Dom 20.10.2002
libros

RESEñAS

Latinoamérica como mercancía

Hot line
Luis Sepúlveda

Ediciones B
Barcelona, 2002
94 págs.

por Diego Bentivegna
La historia es sencilla y reproduce una matriz que la literatura francesa de la época clásica (Las cartas persas de Montesquieu, El ingenuo de Voltaire) ha llevado hasta límites difícilmente superables: la descripción extrañada del mundo desde los ojos del extranjero o del salvaje. En el caso de Hot line, la última novela del escritor chileno Luis Sepúlveda, el extraño es un detective mapuche, George Washington Caucamán, que –luego de balear, por cuatrerismo, al hijo de un poderoso militar– debe abandonar su repartición en la Patagonia chilena e instalarse en una oficina de la policía en Santiago, que se encarga de investigar delitos sexuales. Ello conduce a Caucamán hasta extraños mensajes dejados en una línea erótica que reproducen los gritos de los torturados por la dictadura militar y que, curiosamente, llevan la narración a su punto de partida.
Es claro que esta novela de Sepúlveda, de la que ya se anuncia en solapa la versión cinematográfica, se produce sobre la base de una serie de elementos pensados para garantizar su venta en un sector del consumo literario articulado preferentemente alrededor de un puñado de figuras femeninas (Allende, Mastretta, Serrano) que corroboran con su narrativa algunos rasgos que serían típicos de la literatura latinoamericana, o, más directamente y sin mediaciones, de Latinoamérica, rasgos que han sido recientemente puntualizados por Alejandro Palermo en este mismo suplemento en ocasión del último libro de Isabel Allende.
Por un lado, hay en Hot line algo del orden de lo turístico, de lo que son ávidos los lectores septentrionales más groseros: todo comienza en la Patagonia, considerada como tierra salvaje y virgen y como límite del mundo; es decir, en los mismos términos en que es descripta, no sin un dejo de Chateaubriand, por las empresas de viajes.
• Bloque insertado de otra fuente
use crate::ipc::error::{err, ok};
use crate::ipc::types::{AppState, Request};
use rusqlite::OptionalExtension;
use serde_json::json;
use uuid::Uuid;

fn handle_classes_list(state: &mut AppState, req: &Request) -> serde_json::Value {
    let Some(conn) = state.db.as_ref() else {
        return ok(&req.id, json!({ "classes": [] }));
    };

    // Include basic counts so the UI can show a useful dashboard.
    // Use correlated subqueries to avoid double-counting from joins.
    let mut stmt = match conn.prepare(
        "SELECT
           c.id,
           c.name,
           c.school_year,
           (SELECT COUNT(*) FROM students s WHERE s.class_id = c.id) AS student_count,
           (SELECT COUNT(DISTINCT ta.subject_id)
              FROM teaching_assignments ta WHERE ta.class_id = c.id) AS subject_count
         FROM classes c
         ORDER BY c.name",
    ) {
        Ok(s) => s,
        Err(e) => return err(&req.id, "db_query_failed", e.to_string(), None),
    };

    let rows = stmt
        .query_map([], |row| {
            let id: String = row.get(0)?;
            let name: String = row.get(1)?;
            let school_year: i64 = row.get(2)?;
            let student_count: i64 = row.get(3)?;
            let subject_count: i64 = row.get(4)?;
            Ok(json!({
                "id": id,
                "name": name,
                "schoolYear": school_year,
                "studentCount": student_count,
                "subjectCount": subject_count
            }))
        })
        .and_then(|it| it.collect::<Result<Vec<_>, _>>());

    match rows {
        Ok(classes) => ok(&req.id, json!({ "classes": classes })),
        Err(e) => err(&req.id, "db_query_failed", e.to_string(), None),
    }
}

fn handle_classes_create(state: &mut AppState, req: &Request) -> serde_json::Value {
    let Some(conn) = state.db.as_ref() else {
        return err(&req.id, "no_workspace", "select a workspace first", None);
    };

    let name = match req.params.get("name").and_then(|v| v.as_str()) {
        Some(v) => v.trim().to_string(),
        None => return err(&req.id, "bad_params", "missing name", None),
    };
    if name.is_empty() {
        return err(&req.id, "bad_params", "name must not be empty", None);
    }
    let school_year = match req.params.get("schoolYear").and_then(|v| v.as_i64()) {
        Some(v) => v,
        None => return err(&req.id, "bad_params", "missing schoolYear", None),
    };

    let class_id = Uuid::new_v4().to_string();
    if let Err(e) = conn.execute(
        "INSERT INTO classes(id, name, school_year) VALUES(?, ?, ?)",
        (&class_id, &name, school_year),
    ) {
        return err(
            &req.id,
            "db_insert_failed",
            e.to_string(),
            Some(json!({ "table": "classes" })),
        );
    }

    ok(
        &req.id,
        json!({ "classId": class_id, "name": name, "schoolYear": school_year }),
    )
}

fn handle_classes_delete(state: &mut AppState, req: &Request) -> serde_json::Value {
    let Some(conn) = state.db.as_ref() else {
        return err(&req.id, "no_workspace", "select a workspace first", None);
    };

    let class_id = match req.params.get("classId").and_then(|v| v.as_str()) {
        Some(v) => v.to_string(),
        None => return err(&req.id, "bad_params", "missing classId", None),
    };

    let exists: Option<i64> = match conn
        .query_row("SELECT 1 FROM classes WHERE id = ?", [&class_id], |r| {
            r.get(0)
        })
        .optional()
    {
        Ok(v) => v,
        Err(e) => return err(&req.id, "db_query_failed", e.to_string(), None),
    };

    if exists.is_none() {
        return err(&req.id, "not_found", "class not found", None);
    }

    let tx = match conn.unchecked_transaction() {
        Ok(t) => t,
        Err(e) => return err(&req.id, "db_tx_failed", e.to_string(), None),
    };

    // Explicitly delete in dependency order (no ON DELETE CASCADE).
    // NOTE: additional tables will be added over time; keep this list updated.
    if let Err(e) = tx.execute("DELETE FROM grades WHERE class_id = ?", [&class_id]) {
        let _ = tx.rollback();
        return err(
            &req.id,
            "db_delete_failed",
            e.to_string(),
            Some(json!({ "table": "grades" })),
        );
    }

    if let Err(e) = tx.execute("DELETE FROM attendance WHERE class_id = ?", [&class_id]) {
        let _ = tx.rollback();
        return err(
            &req.id,
            "db_delete_failed",
            e.to_string(),
            Some(json!({ "table": "attendance" })),
        );
    }

    if let Err(e) = tx.execute(
        "DELETE FROM teaching_assignments WHERE class_id = ?",
        [&class_id],
    ) {
        let _ = tx.rollback();
        return err(
            &req.id,
            "db_delete_failed",
            e.to_string(),
            Some(json!({ "table": "teaching_assignments" })),
        );
    }

    if let Err(e) = tx.execute(
        "DELETE FROM student_class_history WHERE class_id = ?",
        [&class_id],
    ) {
        let _ = tx.rollback();
        return err(
            &req.id,
            "db_delete_failed",
            e.to_string(),
            Some(json!({ "table": "student_class_history" })),
        );
    }

    if let Err(e) = tx.execute("DELETE FROM students WHERE class_id = ?", [&class_id]) {
        let _ = tx.rollback();
        return err(
            &req.id,
            "db_delete_failed",
            e.to_string(),
            Some(json!({ "table": "students" })),
        );
    }

    if let Err(e) = tx.execute("DELETE FROM classes WHERE id = ?", [&class_id]) {
        let _ = tx.rollback();
        return err(
            &req.id,
            "db_delete_failed",
            e.to_string(),
            Some(json!({ "table": "classes" })),
        );
    }

    if let Err(e) = tx.commit() {
        return err(&req.id, "db_commit_failed", e.to_string(), None);
    }

    ok(&req.id, json!({ "ok": true }))
}

pub fn try_handle(state: &mut AppState, req: &Request) -> Option<serde_json::Value> {
    match req.method.as_str() {
        "classes.list" => Some(handle_classes_list(state, req)),
        "classes.create" => Some(handle_classes_create(state, req)),
        "classes.delete" => Some(handle_classes_delete(state, req)),
        _ => None,
    }
}
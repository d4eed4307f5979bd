pub mod consumer;
pub mod reclaimer;

pub use consumer::{Consumer, ConsumerMetrics, ConsumerOptions, MessageHandler};
pub use reclaimer::{Reclaimer, ReclaimerOptions};
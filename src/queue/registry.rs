//! Queue name -> queue key registry, mirrored in a process-local cache.
//!
//! The store is the source of truth. The cache is refreshed wholesale when
//! a full listing is needed and filled one entry at a time on lookups and
//! registrations, so a stale cache only costs an extra round-trip.

use crate::config::Priority;
use crate::keys::KeySpace;
use crate::storage::Store;
use crate::Result;
use log::debug;
use std::collections::HashMap;
use std::sync::{Arc, RwLock};

#[derive(Debug, Clone, PartialEq, Eq)]
pub struct QueueDescriptor {
    pub queue_name: String,
    pub queue_key: String,
    pub is_sort: bool,
    pub priority: Priority,
    /// Message lifetime configured by the queue handle; 0 when read from the registry
    pub expire_secs: i64,
}

impl QueueDescriptor {
    pub fn from_key(keys: &KeySpace, queue_key: &str) -> Option<Self> {
        let (queue_name, is_sort, priority) = keys.parse_queue(queue_key)?;
        Some(Self {
            queue_name,
            queue_key: queue_key.to_string(),
            is_sort,
            priority,
            expire_secs: 0,
        })
    }
}

#[derive(Default)]
struct Cache {
    entries: HashMap<String, String>,
    /// Entries mirror the whole registry as of the last full refresh
    complete: bool,
}

pub struct Registry {
    store: Arc<dyn Store>,
    keys: KeySpace,
    cache: RwLock<Cache>,
}

impl Registry {
    pub fn new(store: Arc<dyn Store>, keys: KeySpace) -> Self {
        Self {
            store,
            keys,
            cache: RwLock::new(Cache::default()),
        }
    }

    fn cached(&self, queue_name: &str) -> Option<String> {
        self.cache
            .read()
            .ok()
            .and_then(|c| c.entries.get(queue_name).cloned())
    }

    fn remember(&self, queue_name: &str, queue_key: &str) {
        if let Ok(mut cache) = self.cache.write() {
            cache
                .entries
                .insert(queue_name.to_string(), queue_key.to_string());
        }
    }

    pub async fn queues(&self, read_cache: bool) -> Result<Vec<String>> {
        if read_cache
            && let Ok(cache) = self.cache.read()
            && cache.complete
            && !cache.entries.is_empty()
        {
            let mut names: Vec<String> = cache.entries.keys().cloned().collect();
            names.sort();
            return Ok(names);
        }

        let all = self.store.hgetall(&self.keys.registry()).await?;
        debug!("Refreshed queue registry cache with {} queues", all.len());

        let mut names: Vec<String> = all.keys().cloned().collect();
        names.sort();

        if let Ok(mut cache) = self.cache.write() {
            cache.entries = all;
            cache.complete = true;
        }

        Ok(names)
    }

    pub async fn count_queues(&self, read_cache: bool) -> Result<usize> {
        Ok(self.queues(read_cache).await?.len())
    }

    pub async fn queue_exists(&self, queue_name: &str) -> Result<bool> {
        if queue_name.is_empty() {
            return Ok(false);
        }
        Ok(self.queue_key(queue_name).await?.is_some())
    }

    pub async fn queue_key(&self, queue_name: &str) -> Result<Option<String>> {
        if let Some(key) = self.cached(queue_name) {
            return Ok(Some(key));
        }
        self.fetch_queue_key(queue_name).await
    }

    /// Bypasses the cache.
    pub async fn fetch_queue_key(&self, queue_name: &str) -> Result<Option<String>> {
        let key = self
            .store
            .hget(&self.keys.registry(), queue_name)
            .await?
            .filter(|k| !k.is_empty());

        match &key {
            Some(key) => self.remember(queue_name, key),
            None => self.evict(queue_name),
        }

        Ok(key)
    }

    pub async fn descriptor(&self, queue_name: &str) -> Result<Option<QueueDescriptor>> {
        Ok(self
            .queue_key(queue_name)
            .await?
            .and_then(|key| QueueDescriptor::from_key(&self.keys, &key)))
    }

    pub async fn fetch_descriptor(&self, queue_name: &str) -> Result<Option<QueueDescriptor>> {
        Ok(self
            .fetch_queue_key(queue_name)
            .await?
            .and_then(|key| QueueDescriptor::from_key(&self.keys, &key)))
    }

    /// Set-if-absent registration. `false` means the name is already taken.
    pub async fn add_queue_name(
        &self,
        queue_name: &str,
        is_sort: bool,
        priority: Priority,
    ) -> Result<bool> {
        let queue_key = self.keys.queue(queue_name, is_sort, priority);
        let created = self
            .store
            .hset_nx(&self.keys.registry(), queue_name, &queue_key)
            .await?;

        if created {
            self.remember(queue_name, &queue_key);
        }

        Ok(created)
    }

    pub fn evict(&self, queue_name: &str) {
        if let Ok(mut cache) = self.cache.write() {
            cache.entries.remove(queue_name);
        }
    }

    pub fn reset_cache(&self) {
        if let Ok(mut cache) = self.cache.write() {
            *cache = Cache::default();
        }
    }
}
Por otro lado, el texto aparece plagado de elementos que remiten a lo que podemos llamar “cotillón político”, que suele venir en paquete cuando, desde el Norte, se piensa en estas latitudes.
Todo en Hot line parece afirmar la condición latinoamericana de la novela, condición que, como sospechaban los antropólogos estructuralistas, se organiza como un sistema básico de oposiciones: la oposición entre el policía mapuche y el herido blanco; entre el herido blanco que forma parte del grupo de los militares vencedores, y el grupo de los derrotados; la oposición entre los que se han exiliado y quienes han permanecido en Chile, etc. Lo que más repugna de la novela de Sepúlveda no es tanto la previsibilidad de la historia, sino más bien el vaciamiento de sentido de lo político, como si los ex represores, los ex detenidos, los exiliados o “las docenas de mujeres con los pañuelos blancos con los retratos de sus parientes desaparecidos levantados como estandartes” fueran tan sólo garantías de legibilidad para un público que terminará confirmando lo que ya sospechaba que debía contener una novela escrita por un chileno.
Hay un momento en que Hot line parece espejarse a sí misma: en el departamento de una vieja militante, Caucamán encuentra discos de Serrat, afiches de Víctor Jara, libros de Hermann Hesse. Más adelante, en otro departamento, esta vez de ex exiliados, encuentra, entre otros objetos reciclados, una reproducción del Guernica, como para que nadie dude, “que hablaba del tiempo vivido en España” (?). En un punto, estos fragmentos pueden ser leídos como una mirada sobre cierto momento de la relación entre arte y cultura, como la novela latinoamericana de exportación dentro de la novela latinoamericana de exportación misma: un espacio superfluo, pleno de lugares comunes cuyo espesor revolucionario hace ya mucho tiempo que se ha transformado en una categoría del consumo.